Customer-centricity is a total focus on the customer. It means that every employee understands his/her role in the company and how it impacts customer experience. It also means that every decision that is made has the customer in mind. It doesn’t mean every decision will make a customer happy. Raising prices may not be a customer-friendly choice, but when the retailer decides to do so, they discuss and analyze the impact it will have on their customers, good and bad. They go forward with the answers in mind.

The other important point to remember is that customer-centricity may help define the retailer’s customer. A luxury brand will offer a different experience than a discounter. The retailer makes choices to keep the customers they want and to enhance the value of the relationship they have with those customers. There is no way to please everyone, and the retailer shouldn’t try. Focus on the customers you want — the customer base that will be loyal and help you grow through repeat business and word-of-mouth.

Chris Petersen, PhD.
Member
7 years ago

Declaring that you are going to be “customer-centric” doesn’t mean much unless consumers “feel the difference.”

Mr. McVie provides some good examples of adding value beyond products and price from the food industry. However, most of these examples are about marketing, loyalty programs and value-adds like “Cookbook.” Nothing wrong with any of those strategies, but from the eyes of the customer there is much more.

One of the best ways to describe true consumer-centricity is letting customers “have it their way” … any time, anywhere. Omnichannel consumers not only want choice in when and how they shop, but how and where they take delivery.

One of the biggest revolutions related to consumer-centricity in the food industry is the click-and-collect and home delivery options. HyVee and Kroger are revolutionizing how consumers shop and purchase their groceries. This requires major investments in systems, logistics and people in order to deliver the customer’s experience of when, how and where they want it.

And oh by the way, one of the most consumer-centric retailers in the world chomping at the bit to deliver your groceries and everything you need for your house … they are even working on delivering your takeout food order by drone if you want it that way.
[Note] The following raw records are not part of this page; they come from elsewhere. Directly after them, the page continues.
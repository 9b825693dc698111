//! Integration tests for the Staccato parser
//!
//! Tests the full pipeline: preprocessor chain, token dispatch, and event
//! emission, end to end on realistic music strings.

use staccato::preprocess::{Instruction, InstructionPreprocessor, ReplacementPreprocessor};
use staccato::{
    parse_events, parse_with_context, EventCollector, ParseEvent, ParserContext,
    PreprocessorChain, Scale, StaccatoError, StaccatoParser,
};

fn notes(events: &[ParseEvent]) -> Vec<&staccato::Note> {
    events
        .iter()
        .filter_map(|e| match e {
            ParseEvent::NoteParsed(n) => Some(n),
            _ => None,
        })
        .collect()
}

#[test]
fn test_voice_instrument_chord_note_sequence() {
    let events = parse_events("V0 I[Piano] Cmajq Dq").unwrap();
    assert_eq!(events.len(), 4);

    assert_eq!(events[0], ParseEvent::TrackChanged(0));
    assert_eq!(events[1], ParseEvent::InstrumentChanged(0));

    let ParseEvent::ChordParsed(chord) = &events[2] else {
        panic!("expected a chord, got {:?}", events[2]);
    };
    assert_eq!(chord.name, "MAJ");
    assert_eq!(chord.root.value, 48); // C in the bass register
    assert_eq!(chord.root.duration, 0.25);
    assert_eq!(chord.notes(), vec![48, 52, 55]);

    let ParseEvent::NoteParsed(note) = &events[3] else {
        panic!("expected a note, got {:?}", events[3]);
    };
    assert_eq!(note.value, 62); // D5
    assert_eq!(note.duration, 0.25);
}

#[test]
fn test_tempo_then_whole_rest() {
    let events = parse_events("T120 Rw").unwrap();
    assert_eq!(events.len(), 2);
    assert_eq!(events[0], ParseEvent::TempoChanged(120));
    let ParseEvent::NoteParsed(rest) = &events[1] else {
        panic!("expected a rest note");
    };
    assert!(rest.rest);
    assert_eq!(rest.duration, 1.0);
}

#[test]
fn test_duration_round_trips() {
    let events = parse_events("Cq Cq. C/0.5 Cq2").unwrap();
    let notes = notes(&events);
    assert_eq!(notes[0].duration, 0.25);
    assert_eq!(notes[1].duration, 0.375);
    assert_eq!(notes[2].duration, 0.5);
    assert_eq!(notes[3].duration, 0.5);
}

#[test]
fn test_tuplet_duration() {
    let events = parse_events("Cq*2:3").unwrap();
    assert_eq!(notes(&events)[0].duration, 0.375);
}

#[test]
fn test_letter_pitch_table() {
    // pitch = octave * 12 + base semitone across the valid range
    let events = parse_events("C5 D5 E5 F5 G5 A5 B5").unwrap();
    let values: Vec<u8> = notes(&events).iter().map(|n| n.value).collect();
    assert_eq!(values, vec![60, 62, 64, 65, 67, 69, 71]);
}

#[test]
fn test_accidental_wraparound() {
    let events = parse_events("B#4 Cb5").unwrap();
    let notes = notes(&events);
    assert_eq!(notes[0].value, 60); // sharpened B: semitone 0, octave + 1
    assert_eq!(notes[1].value, 59); // flattened C: semitone 11, octave - 1
}

#[test]
fn test_chord_longest_name_match() {
    let events = parse_events("Cmaj7").unwrap();
    let ParseEvent::ChordParsed(chord) = &events[0] else {
        panic!("expected a chord");
    };
    assert_eq!(chord.name, "MAJ7");
    assert_eq!(chord.intervals, vec![4, 7, 11]);
}

#[test]
fn test_dictionary_indirection_chase() {
    let mut ctx = ParserContext::default();
    ctx.define("FOO", "BAR");
    ctx.define("BAR", "5");
    let mut sink = EventCollector::new();
    parse_with_context("[FOO]q", &mut ctx, &mut sink).unwrap();
    assert_eq!(sink.notes()[0].value, 5);
}

#[test]
fn test_harmonic_connector_chain() {
    let events = parse_events("C+E+G").unwrap();
    let notes = notes(&events);
    assert_eq!(notes.len(), 3);
    assert_eq!(
        notes.iter().map(|n| n.value).collect::<Vec<_>>(),
        vec![60, 64, 67]
    );
    assert!(notes[0].first_note);
    assert!(!notes[0].harmonic_note);
    assert!(notes[1].harmonic_note && notes[2].harmonic_note);
}

#[test]
fn test_melodic_connector_chain() {
    let events = parse_events("C_D").unwrap();
    let notes = notes(&events);
    assert!(notes[1].melodic_note);
    assert!(!notes[1].harmonic_note);
}

#[test]
fn test_out_of_range_pitch_emits_nothing() {
    let mut ctx = ParserContext::default();
    let mut sink = EventCollector::new();
    let result = parse_with_context("128", &mut ctx, &mut sink);
    assert!(matches!(
        result,
        Err(StaccatoError::PitchOutOfRange { pitch: 128, .. })
    ));
    assert!(sink.events.is_empty());
}

#[test]
fn test_key_signature_changes_later_notes() {
    let events = parse_events("KEY:G F5 Fn5").unwrap();
    assert_eq!(
        events[0],
        ParseEvent::KeySignatureParsed {
            accidentals: 1,
            scale: Scale::Major
        }
    );
    let notes = notes(&events);
    assert_eq!(notes[0].value, 66); // F# under one sharp
    assert_eq!(notes[1].value, 65); // natural marker defeats the signature
}

#[test]
fn test_time_signature_event() {
    let events = parse_events("TIME:3/4 Cq").unwrap();
    assert_eq!(
        events[0],
        ParseEvent::TimeSignatureParsed {
            numerator: 3,
            power_of_two: 4
        }
    );
}

#[test]
fn test_barline_layer_and_beat_time() {
    let events = parse_events("V1 L2 @0.5 | C").unwrap();
    assert_eq!(events[0], ParseEvent::TrackChanged(1));
    assert_eq!(events[1], ParseEvent::LayerChanged(2));
    assert_eq!(events[2], ParseEvent::TrackBeatTimeRequested(0.5));
    assert_eq!(events[3], ParseEvent::BarlineParsed { measure: None });
}

#[test]
fn test_lyric_and_marker() {
    let events = parse_events("'(la la) #chorus Cq").unwrap();
    assert_eq!(events[0], ParseEvent::LyricParsed("la la".to_string()));
    assert_eq!(events[1], ParseEvent::MarkerParsed("chorus".to_string()));
    assert_eq!(
        events[2],
        ParseEvent::TrackBeatTimeBookmarked("chorus".to_string())
    );
    assert!(matches!(events[3], ParseEvent::NoteParsed(_)));
}

#[test]
fn test_bookmark_request() {
    let events = parse_events("@#chorus").unwrap();
    assert_eq!(
        events[0],
        ParseEvent::TrackBeatTimeBookmarkRequested("chorus".to_string())
    );
}

#[test]
fn test_function_call_event() {
    let events = parse_events(":CON(10,64)").unwrap();
    assert_eq!(
        events[0],
        ParseEvent::FunctionParsed {
            name: "CON".to_string(),
            params: "10,64".to_string()
        }
    );
}

#[test]
fn test_collected_notes_expansion() {
    let events = parse_events("(C E G)q").unwrap();
    let notes = notes(&events);
    assert_eq!(notes.len(), 3);
    assert!(notes.iter().all(|n| n.duration == 0.25));
    assert_eq!(
        notes.iter().map(|n| n.value).collect::<Vec<_>>(),
        vec![60, 64, 67]
    );
}

#[test]
fn test_collected_notes_keep_plus_separator() {
    let events = parse_events("(C+E+G)h").unwrap();
    let notes = notes(&events);
    assert_eq!(notes.len(), 3);
    assert!(notes.iter().all(|n| n.duration == 0.5));
    assert!(notes[1].harmonic_note);
}

#[test]
fn test_microtone_expansion() {
    let events = parse_events("m440q").unwrap();
    assert_eq!(events.len(), 3);
    assert_eq!(
        events[0],
        ParseEvent::FunctionParsed {
            name: "PW".to_string(),
            params: "64,0".to_string()
        }
    );
    let ParseEvent::NoteParsed(note) = &events[1] else {
        panic!("expected the nearest-semitone note");
    };
    assert_eq!(note.value, 57);
    assert_eq!(note.duration, 0.25);
    assert_eq!(
        events[2],
        ParseEvent::FunctionParsed {
            name: "PW".to_string(),
            params: "64,0".to_string()
        }
    );
}

#[test]
fn test_preprocessing_is_idempotent() {
    let chain = PreprocessorChain::standard();
    let mut ctx = ParserContext::default();
    let source = "V0 I[Piano] Cmajq Dq (C E)h {x 1} 'word";
    let once = chain.run(source, &mut ctx).unwrap();
    let twice = chain.run(&once, &mut ctx).unwrap();
    assert_eq!(once, twice);
}

#[test]
fn test_strict_mode_rejects_unknown_tokens() {
    let mut ctx = ParserContext::default();
    ctx.strict = true;
    let mut sink = EventCollector::new();
    let result = parse_with_context("Cq JUNK Dq", &mut ctx, &mut sink);
    assert!(matches!(
        result,
        Err(StaccatoError::UnmatchedToken { token }) if token == "JUNK"
    ));
}

#[test]
fn test_lenient_mode_skips_unknown_tokens() {
    let events = parse_events("Cq JUNK Dq").unwrap();
    assert_eq!(notes(&events).len(), 2);
}

#[test]
fn test_dictionary_file_drives_parse() {
    let mut ctx = ParserContext::default();
    ctx.load_dictionary("# settings\n$SOLO_INSTRUMENT=TRUMPET\n$LEAD=60\n")
        .unwrap();
    let mut sink = EventCollector::new();
    parse_with_context("I[SOLO_INSTRUMENT] [LEAD]q", &mut ctx, &mut sink).unwrap();
    assert_eq!(sink.events[0], ParseEvent::InstrumentChanged(56));
    assert_eq!(sink.notes()[0].value, 60);
}

#[test]
fn test_replacement_map_chain() {
    let chain = PreprocessorChain::empty()
        .with(ReplacementPreprocessor::new().add("RIFF", "C E G"))
        .with(staccato::preprocess::UppercasePreprocessor);
    let parser = StaccatoParser::with_chain(chain);
    let mut ctx = ParserContext::default();
    let mut sink = EventCollector::new();
    parser.parse("riff", &mut ctx, &mut sink).unwrap();
    assert_eq!(sink.notes().len(), 3);
}

#[test]
fn test_instruction_expansion_chain() {
    let chain = PreprocessorChain::empty()
        .with(InstructionPreprocessor::new().add(
            "ENDING",
            Instruction::Choice(vec!["Cq".to_string(), "Gq".to_string()]),
        ))
        .with(staccato::preprocess::UppercasePreprocessor);
    let parser = StaccatoParser::with_chain(chain);
    let mut ctx = ParserContext::default();
    let mut sink = EventCollector::new();
    parser.parse("{ending 1}", &mut ctx, &mut sink).unwrap();
    assert_eq!(sink.notes()[0].value, 67);
    assert_eq!(sink.notes()[0].duration, 0.25);
}

#[test]
fn test_signature_state_shared_across_tokens() {
    // A key change mid-string only affects what follows it.
    let events = parse_events("F5 KEY:G F5").unwrap();
    let notes = notes(&events);
    assert_eq!(notes[0].value, 65);
    assert_eq!(notes[1].value, 66);
}

#[test]
fn test_velocities_survive_the_pipeline() {
    let events = parse_events("C5qa100d80").unwrap();
    let note = notes(&events)[0];
    assert_eq!(note.on_velocity, 100);
    assert_eq!(note.off_velocity, 80);
}

#[test]
fn test_chord_inversion_pipeline() {
    let events = parse_events("Cmaj^^ Cmaj^E").unwrap();
    let chords: Vec<_> = events
        .iter()
        .filter_map(|e| match e {
            ParseEvent::ChordParsed(c) => Some(c),
            _ => None,
        })
        .collect();
    assert_eq!(chords[0].notes(), vec![55, 60, 64]);
    assert_eq!(chords[1].notes(), vec![52, 55, 60]);
}

#[test]
fn test_tie_across_tokens() {
    let events = parse_events("C5h- C5-h").unwrap();
    let notes = notes(&events);
    assert!(notes[0].start_of_tie && !notes[0].end_of_tie);
    assert!(notes[1].end_of_tie && !notes[1].start_of_tie);
}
A definition of customer-centricity in the omnichannel world is: “customers are the new POS (Point of Sale).” The true customer-centric retailers will design everything they do based upon where, how and when consumers shop, purchase and take delivery.

Dr. Stephen Needel
Active Member
7 years ago

I like Shep’s definition of customer-centricity. Key takeaway for me — you’re never going to please all the customers, or potential customers, in a marketplace. You can treat most of the customers well and make them feel like you care (whether you do or not is a different story).

And I’m pretty sure none of those loyalty programs create a unique experience that truly engages the customer. We’re shopping for groceries — how truly engaged does anyone think we are?

Ralph Jacobson
Member
7 years ago

Customer-centricity is all about understanding your retail customers and delivering the right experience at just the right moment to create unbreakable bonds. Today’s consumers are empowered to shop and buy in entirely new ways. With a vast array of merchants and products at their fingertips, customer experience is one of the last controllable differentiators that shoppers care about. Responsiveness and agility are critical to delivering the optimal customer experience. Retailers must identify and acknowledge trends as they are happening and possess the tools to understand and derive insights to capture the mindshare of their target audience.

Tom Redd
Tom Redd
7 years ago

Customer-centricity means and defines the customer as number one. Next, success in this area is not just about all the technology we hear about every day, it is about the humans that interface with the customers — be it in stores, online, service calls, etc. To fully deliver there is one common goal — make the customer HAPPY and/or SATISFIED. How? Train people up that work in stores, get greeters that TALK, train helpline people to really work at cutting wait times and drive assortments that are logical and maintained in the store (in-stock).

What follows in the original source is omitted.